Je le répète, c’est là pour les défenseurs du parti constitutionnel l’ennemi le plus terrible ; c’est aussi de ce côté que l’attention se tourne désormais. On remarque déjà, en Allemagne, que le prince de Metternich est bien âgé ; comme on se défie du présent, on espère dans l’avenir ; on se dit enfin que le président actuel de la diète, l’élève, le confident du prince, M. de Münch-Billinghausen, n’a pas et n’aura jamais sans doute l’autorité du maître qu’il doit remplacer. Je ne sais s’il est besoin d’ajourner de la sorte les espérances de la Prusse. Si nous avons tracé exactement le portrait de Frédéric-Guillaume, il est très possible que toute l’habileté du prince de Metternich vienne échouer contre les incertitudes du roi. On assure que Frédéric-Guillaume, dans les réunions de Stolzenfels, a fait de grandes concessions en matière religieuse, mais que, sur la question constitutionnelle, il s’est réservé sa liberté tout entière. Frédéric-Guillaume s’accoutume peu à peu à l’idée d’une constitution, et il ne lui déplaît pas que l’Autriche en ait peur. S’il est retenu, d’un côté, par la crainte d’accorder plus qu’il ne doit, de l’autre, l’attention de l’Europe dirigée vers lui, l’effet produit déjà par les bruits vagues qui se sont répandus, le désir enfin d’assurer la prééminence politique de la Prusse, tout en ce moment flatte son amour-propre et le dispose à agir.

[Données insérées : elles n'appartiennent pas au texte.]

// SPDX-License-Identifier: MIT OR Apache-2.0
//! Package registry resolution for the CDN build service.
//!
//! [`PackageResolver`] turns a `(name, versionSpec)` pair into a concrete
//! `(name, version, manifest)` triple, consulting the out-of-scope
//! `PKG_FETCH` collaborator (modeled here as the [`PkgFetch`] trait) only
//! when `versionSpec` is not already a fully-pinned version.
#![deny(unsafe_code)]
#![warn(missing_docs)]

use async_trait::async_trait;
use cdn_error::CdnError;
use serde::{Deserialize, Serialize};
use std::collections::BTreeMap;
use std::sync::Arc;
use tracing::{debug, warn};

/// A package manifest as read from the registry (a filtered view of
/// `package.json`/`npm info`). Carries exactly the fields
/// `ModuleIntrospector` and `ResolverPlugin` need.
#[derive(Debug, Clone, Default, Serialize, Deserialize, PartialEq)]
pub struct PackageManifest {
    /// Resolved package name.
    pub name: String,
    /// Resolved, fully-pinned version.
    pub version: String,
    /// CJS entry point, if declared.
    pub main: Option<String>,
    /// ESM entry point, if declared.
    pub module: Option<String>,
    /// Declared type-declaration entry, if any.
    pub types: Option<String>,
    /// Raw `exports` map value, pattern-matched later by the resolver.
    pub exports: Option<serde_json::Value>,
    /// Runtime dependencies declared by the package.
    pub dependencies: BTreeMap<String, String>,
    /// Peer dependencies declared by the package.
    pub peer_dependencies: BTreeMap<String, String>,
}

/// A package resolved to an exact version, with its manifest.
#[derive(Debug, Clone, PartialEq)]
pub struct ResolvedPackage {
    /// Resolved package name (unchanged from the request, but explicit).
    pub name: String,
    /// Fully-pinned three-part version.
    pub version: String,
    /// The package's manifest.
    pub manifest: PackageManifest,
}

/// The out-of-scope package-registry client collaborator.
///
/// `PKG_FETCH.info` in spec terms: given a name and version spec, returns the
/// manifest the registry resolves it to.
#[async_trait]
pub trait PkgFetch: Send + Sync {
    /// Look up manifest info for `name` at `version_spec`, resolving ranges
    /// against the registry.
    async fn info(&self, name: &str, version_spec: &str) -> Result<ResolvedPackage, CdnError>;
}

/// Resolves package specifiers to exact, manifest-backed versions.
pub struct PackageResolver {
    fetch: Arc<dyn PkgFetch>,
}

impl PackageResolver {
    /// Construct a resolver backed by the given [`PkgFetch`] implementation.
    #[must_use]
    pub fn new(fetch: Arc<dyn PkgFetch>) -> Self {
        Self { fetch }
    }

    /// Resolve `(name, version_spec)` to a concrete version and manifest.
    ///
    /// Skips the registry round-trip when `version_spec` is already a
    /// fully-pinned three-part version.
    ///
    /// # Errors
    ///
    /// Returns [`CdnError`] with kind `PackageNotFound` if the registry
    /// reports no such package/version, or `Transient` for other network
    /// failures.
    pub async fn resolve(&self, name: &str, version_spec: &str) -> Result<ResolvedPackage, CdnError> {
        if is_full_version(version_spec) {
            return Ok(ResolvedPackage {
                name: name.to_string(),
                version: version_spec.to_string(),
                manifest: PackageManifest { name: name.to_string(), version: version_spec.to_string(), ..Default::default() },
            });
        }
        self.fetch.info(name, version_spec).await
    }
}

/// `true` if `spec` is already a fully-pinned `major.minor.patch` version
/// (optionally with a prerelease/build suffix), making a registry round-trip
/// unnecessary.
#[must_use]
pub fn is_full_version(spec: &str) -> bool {
    let core = spec.split(['-', '+']).next().unwrap_or(spec);
    let parts: Vec<&str> = core.split('.').collect();
    parts.len() == 3 && parts.iter().all(|p| !p.is_empty() && p.bytes().all(|b| b.is_ascii_digit()))
}

/// Errors specific to the default npm-registry-backed [`PkgFetch`].
#[derive(Debug, thiserror::Error)]
pub enum RegistryFetchError {
    /// The HTTP request itself failed (DNS, connect, timeout).
    #[error("registry request failed: {0}")]
    Request(String),
    /// The registry responded but the package or version does not exist.
    #[error("package not found: {name}@{version_spec}")]
    NotFound {
        /// Package name requested.
        name: String,
        /// Version spec requested.
        version_spec: String,
    },
    /// The response body could not be parsed as a manifest.
    #[error("malformed registry response for {name}: {reason}")]
    Malformed {
        /// Package name requested.
        name: String,
        /// Parse failure detail.
        reason: String,
    },
}

impl From<RegistryFetchError> for CdnError {
    fn from(err: RegistryFetchError) -> Self {
        match &err {
            RegistryFetchError::NotFound { .. } => CdnError::new(cdn_error::ErrorKind::PackageNotFound, "init", err.to_string()),
            RegistryFetchError::Request(_) => CdnError::new(cdn_error::ErrorKind::Transient, "init", err.to_string()),
            RegistryFetchError::Malformed { .. } => CdnError::new(cdn_error::ErrorKind::Invalid, "init", err.to_string()),
        }
    }
}

/// Default [`PkgFetch`] backed by the public npm registry over HTTP.
pub struct NpmRegistryFetch {
    client: reqwest::Client,
    registry_base: String,
}

impl NpmRegistryFetch {
    /// Construct a fetcher pointed at the given registry base URL (e.g.
    /// `https://registry.npmjs.org`).
    #[must_use]
    pub fn new(registry_base: impl Into<String>) -> Self {
        Self { client: reqwest::Client::new(), registry_base: registry_base.into() }
    }
}

#[async_trait]
impl PkgFetch for NpmRegistryFetch {
    async fn info(&self, name: &str, version_spec: &str) -> Result<ResolvedPackage, CdnError> {
        let url = format!("{}/{}", self.registry_base.trim_end_matches('/'), name);
        debug!(target: "cdn.registry", name, version_spec, url, "fetching package info");

        let resp = self.client.get(&url).send().await.map_err(|e| {
            warn!(target: "cdn.registry", name, error = %e, "registry request failed");
            RegistryFetchError::Request(e.to_string())
        })?;

        if resp.status() == reqwest::StatusCode::NOT_FOUND {
            return Err(RegistryFetchError::NotFound { name: name.to_string(), version_spec: version_spec.to_string() }.into());
        }

        let body: serde_json::Value = resp
            .json()
            .await
            .map_err(|e| RegistryFetchError::Malformed { name: name.to_string(), reason: e.to_string() })?;

        let version = resolve_dist_tag_or_range(&body, version_spec)
            .ok_or_else(|| RegistryFetchError::NotFound { name: name.to_string(), version_spec: version_spec.to_string() })?;

        let version_doc = body
            .get("versions")
            .and_then(|v| v.get(&version))
            .ok_or_else(|| RegistryFetchError::Malformed { name: name.to_string(), reason: format!("missing versions.{version}") })?;

        let manifest = manifest_from_json(name, &version, version_doc);
        Ok(ResolvedPackage { name: name.to_string(), version, manifest })
    }
}

fn resolve_dist_tag_or_range(doc: &serde_json::Value, version_spec: &str) -> Option<String> {
    if version_spec.is_empty() || version_spec == "latest" {
        return doc.get("dist-tags").and_then(|t| t.get("latest")).and_then(|v| v.as_str()).map(str::to_string);
    }
    if is_full_version(version_spec) {
        return Some(version_spec.to_string());
    }
    // Best-effort: fall back to the tagged dist version, else the newest key
    // under `versions`. A full semver-range resolver is out of scope here.
    doc.get("dist-tags")
        .and_then(|t| t.get(version_spec))
        .and_then(|v| v.as_str())
        .map(str::to_string)
        .or_else(|| doc.get("versions").and_then(|v| v.as_object()).and_then(|m| m.keys().last().cloned()))
}

/// Builds a [`PackageManifest`] from a raw `package.json`-shaped value,
/// whether it came from the registry's `versions.<v>` document or a local
/// on-disk `package.json` read after install — both carry the same fields
/// this crate cares about.
#[must_use]
pub fn manifest_from_json(name: &str, version: &str, doc: &serde_json::Value) -> PackageManifest {
    let string_map = |key: &str| -> BTreeMap<String, String> {
        doc.get(key)
            .and_then(|v| v.as_object())
            .map(|m| m.iter().filter_map(|(k, v)| v.as_str().map(|s| (k.clone(), s.to_string()))).collect())
            .unwrap_or_default()
    };
    PackageManifest {
        name: name.to_string(),
        version: version.to_string(),
        main: doc.get("main").and_then(|v| v.as_str()).map(str::to_string),
        module: doc.get("module").and_then(|v| v.as_str()).map(str::to_string),
        types: doc
            .get("types")
            .or_else(|| doc.get("typings"))
            .and_then(|v| v.as_str())
            .map(str::to_string),
        exports: doc.get("exports").cloned(),
        dependencies: string_map("dependencies"),
        peer_dependencies: string_map("peerDependencies"),
    }
}

#[cfg(test)]
mod tests {
    use super::*;

    struct MockFetch {
        manifest: PackageManifest,
    }

    #[async_trait]
    impl PkgFetch for MockFetch {
        async fn info(&self, name: &str, _version_spec: &str) -> Result<ResolvedPackage, CdnError> {
            Ok(ResolvedPackage {
                name: name.to_string(),
                version: self.manifest.version.clone(),
                manifest: self.manifest.clone(),
            })
        }
    }

    #[test]
    fn full_version_detection() {
        assert!(is_full_version("18.2.0"));
        assert!(is_full_version("1.0.0-beta.1"));
        assert!(!is_full_version("^18.0.0"));
        assert!(!is_full_version("latest"));
        assert!(!is_full_version("18"));
    }

    #[tokio::test]
    async fn full_version_spec_skips_fetch() {
        let fetch = Arc::new(MockFetch {
            manifest: PackageManifest { name: "react".into(), version: "99.99.99".into(), ..Default::default() },
        });
        let resolver = PackageResolver::new(fetch);
        let resolved = resolver.resolve("react", "18.2.0").await.unwrap();
        // Falls straight through on the requested version, not the mock's.
        assert_eq!(resolved.version, "18.2.0");
    }

    #[tokio::test]
    async fn range_spec_consults_fetch() {
        let fetch = Arc::new(MockFetch {
            manifest: PackageManifest { name: "react".into(), version: "18.2.0".into(), ..Default::default() },
        });
        let resolver = PackageResolver::new(fetch);
        let resolved = resolver.resolve("react", "^18.0.0").await.unwrap();
        assert_eq!(resolved.version, "18.2.0");
    }
}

Je m’arrête : ce terrain des conjectures est toujours glissant ; qu’il nous suffise d’avoir indiqué les chances possibles. Aussi bien, quelles que soient les incertitudes du roi, si habile que soient les incertitudes du roi, si habile que puisse être l’opposition du cabinet de Vienne, il y a un fait certain, manifeste, et je crois l’avoir mis en lumière, c’est que le parti constitutionnel en Prusse est désormais une puissance tout-à-fait sérieuse. Le grand changement qui se prépare est déjà consacré au fond des esprits. Quand un peuple est arrivé à ce point de maturité vigoureuse, les libres institutions que réclame ce peuple peuvent bien ne pas lui être accordées sans délai ; mais il les obtiendra bientôt et nécessairement. En assistant avec émotion ; avec intelligence, aux discussions de ses publicistes, en suivant ces débats d’une tribune qui n’existe pas encore, la Prusse a conquis la tribune qu’on lui donnera demain. Que l’opposition continue donc ces luttes politiques, qu’elle redouble de modération et de fermeté, qu’elle grandisse en talent et en persévérance ; le jour où elle réussira, ce ne sera pas seulement la Prusse, ce sera l’Allemagne entière qui entrera décidément dans les voies d’une civilisation nouvelle.


SAINT-RENÉ TAILLANDIER.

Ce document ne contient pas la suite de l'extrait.